What you will do:
The answer must consist of each line of the records below that contains the string "iter".

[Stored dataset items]
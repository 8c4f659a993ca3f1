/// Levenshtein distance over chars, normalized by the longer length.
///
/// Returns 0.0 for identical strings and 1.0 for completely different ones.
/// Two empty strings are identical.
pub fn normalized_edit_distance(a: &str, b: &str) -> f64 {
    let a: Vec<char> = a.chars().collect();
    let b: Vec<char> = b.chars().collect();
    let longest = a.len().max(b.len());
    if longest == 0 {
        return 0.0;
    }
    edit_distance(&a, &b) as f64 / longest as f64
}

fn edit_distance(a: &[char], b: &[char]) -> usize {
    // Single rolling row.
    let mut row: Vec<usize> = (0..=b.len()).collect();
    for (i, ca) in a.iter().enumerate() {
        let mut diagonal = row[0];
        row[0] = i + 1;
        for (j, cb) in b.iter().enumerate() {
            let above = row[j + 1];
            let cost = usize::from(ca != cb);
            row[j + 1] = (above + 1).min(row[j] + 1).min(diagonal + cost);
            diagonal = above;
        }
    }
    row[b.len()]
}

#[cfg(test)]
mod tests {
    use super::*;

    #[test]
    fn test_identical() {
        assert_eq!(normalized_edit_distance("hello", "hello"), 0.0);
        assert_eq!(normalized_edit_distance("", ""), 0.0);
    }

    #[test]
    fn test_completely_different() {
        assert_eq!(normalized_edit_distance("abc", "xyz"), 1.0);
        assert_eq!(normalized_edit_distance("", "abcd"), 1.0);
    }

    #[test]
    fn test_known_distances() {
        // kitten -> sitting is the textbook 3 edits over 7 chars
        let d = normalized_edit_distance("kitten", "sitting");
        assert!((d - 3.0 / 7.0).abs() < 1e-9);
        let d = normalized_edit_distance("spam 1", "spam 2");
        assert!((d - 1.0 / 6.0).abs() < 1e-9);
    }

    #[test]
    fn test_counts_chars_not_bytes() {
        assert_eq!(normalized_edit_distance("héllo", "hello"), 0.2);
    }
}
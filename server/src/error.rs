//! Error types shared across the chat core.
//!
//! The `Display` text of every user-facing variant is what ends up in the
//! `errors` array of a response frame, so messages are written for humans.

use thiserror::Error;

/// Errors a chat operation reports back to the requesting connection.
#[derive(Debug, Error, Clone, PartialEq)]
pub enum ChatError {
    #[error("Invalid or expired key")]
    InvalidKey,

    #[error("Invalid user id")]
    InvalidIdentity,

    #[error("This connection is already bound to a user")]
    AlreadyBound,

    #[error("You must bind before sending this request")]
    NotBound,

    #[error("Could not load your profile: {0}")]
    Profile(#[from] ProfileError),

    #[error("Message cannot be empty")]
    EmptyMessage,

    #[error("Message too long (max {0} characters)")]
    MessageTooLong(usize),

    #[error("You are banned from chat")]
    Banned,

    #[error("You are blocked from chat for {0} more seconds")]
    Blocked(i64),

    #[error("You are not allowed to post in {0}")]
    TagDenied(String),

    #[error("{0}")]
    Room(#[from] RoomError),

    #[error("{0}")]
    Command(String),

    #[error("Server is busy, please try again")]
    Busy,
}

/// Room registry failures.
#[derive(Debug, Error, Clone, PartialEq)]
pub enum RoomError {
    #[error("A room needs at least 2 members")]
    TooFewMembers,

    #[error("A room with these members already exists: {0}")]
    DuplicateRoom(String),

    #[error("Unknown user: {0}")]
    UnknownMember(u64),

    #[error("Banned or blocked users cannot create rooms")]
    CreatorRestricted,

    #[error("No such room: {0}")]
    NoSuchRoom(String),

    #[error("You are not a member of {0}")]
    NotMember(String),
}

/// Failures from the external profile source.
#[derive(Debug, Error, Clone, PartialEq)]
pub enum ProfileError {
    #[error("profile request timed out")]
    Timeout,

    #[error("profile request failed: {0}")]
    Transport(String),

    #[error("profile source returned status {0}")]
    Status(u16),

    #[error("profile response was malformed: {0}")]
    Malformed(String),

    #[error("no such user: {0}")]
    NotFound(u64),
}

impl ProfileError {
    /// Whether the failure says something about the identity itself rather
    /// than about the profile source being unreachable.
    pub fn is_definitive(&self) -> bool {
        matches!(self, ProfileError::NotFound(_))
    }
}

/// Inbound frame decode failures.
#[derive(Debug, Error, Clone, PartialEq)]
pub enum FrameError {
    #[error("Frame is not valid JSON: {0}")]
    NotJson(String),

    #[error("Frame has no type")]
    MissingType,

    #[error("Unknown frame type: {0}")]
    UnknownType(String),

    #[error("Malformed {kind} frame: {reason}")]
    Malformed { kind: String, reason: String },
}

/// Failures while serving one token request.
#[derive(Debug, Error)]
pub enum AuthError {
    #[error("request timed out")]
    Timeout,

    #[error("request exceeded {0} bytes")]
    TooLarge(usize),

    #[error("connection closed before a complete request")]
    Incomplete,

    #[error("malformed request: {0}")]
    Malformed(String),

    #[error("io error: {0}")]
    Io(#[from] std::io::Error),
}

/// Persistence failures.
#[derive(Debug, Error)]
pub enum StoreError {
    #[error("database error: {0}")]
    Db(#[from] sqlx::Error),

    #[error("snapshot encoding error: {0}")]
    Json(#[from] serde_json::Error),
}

Reply:
    for (i, ca) in a.iter().enumerate() {
        for (j, cb) in b.iter().enumerate() {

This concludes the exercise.